Baking Properties of Yeast Breads Containing Various Combinations of Job's-tears Flour and Wheat Flour

율무쌀가루 혼합빵의 제빵 특성 비교

  • 김정숙 (경원대학교 식품영양학과) ;
  • 박신인 (경원대학교 식품영양학과)
  • Published : 1999.03.01

Abstract

The baking property, chemical composition, instrumental characteristics and sensory quality of yeast breads containing various mixing percentage of Job's-tears flour with wheat flour were studied. The loaf volume and baking quality of the yeast bread made from mixing of 30% Job's-tears flour were similar to those of wheat flour bread. The contents of crude protein, crude fat, and crude ash in Job's-tears flour breads were much higher than those of wheat flour brad. Instrumental rheological characteristics of the yeast breads were measured with a Texture Analyzer.
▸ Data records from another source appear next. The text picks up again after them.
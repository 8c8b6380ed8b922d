use std::sync::atomic::{AtomicBool, Ordering};
use std::time::Duration;

use colored::Colorize;
use indicatif::{ProgressBar, ProgressStyle};

static QUIET: AtomicBool = AtomicBool::new(false);

/// Suppress everything except errors.
pub fn set_quiet(quiet: bool) {
    QUIET.store(quiet, Ordering::Relaxed);
}

fn quiet() -> bool {
    QUIET.load(Ordering::Relaxed)
}

/// Print a success message.
pub fn success(msg: &str) {
    if !quiet() {
        println!("  {} {}", "✓".green(), msg);
    }
}

/// Print a warning message.
pub fn warning(msg: &str) {
    if !quiet() {
        println!("  {} {}", "⚠".yellow(), msg);
    }
}

/// Print an error message.
pub fn error(msg: &str) {
    eprintln!("  {} {}", "✗".red(), msg);
}

/// Print a header line.
pub fn header(msg: &str) {
    if !quiet() {
        println!("\n{}", msg.bold());
    }
}

/// Start a spinner with the given message.
pub fn spinner(msg: &str) -> ProgressBar {
    if quiet() {
        return ProgressBar::hidden();
    }
    let sp = ProgressBar::new_spinner();
    sp.set_style(
        ProgressStyle::with_template("  {spinner:.cyan} {msg}")
            .unwrap_or_else(|_| ProgressStyle::default_spinner()),
    );
    sp.set_message(msg.to_string());
    sp.enable_steady_tick(Duration::from_millis(80));
    sp
}

/// Stop a spinner and erase it.
pub fn clear_spinner(sp: ProgressBar) {
    sp.finish_and_clear();
}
As the addition level of Job's-tears flours increased, hardness of the yeast breads increased but fracturability, adhesiveness, springness, cohesiveness, gumminess, chewiness and resilience decreased. The results of sensory evaluation revealed that Job's-tears flour was added to wheat flour at a replacement level of 10% without a large adverse effect on flavor, taste, mouthfeel and aftertaste.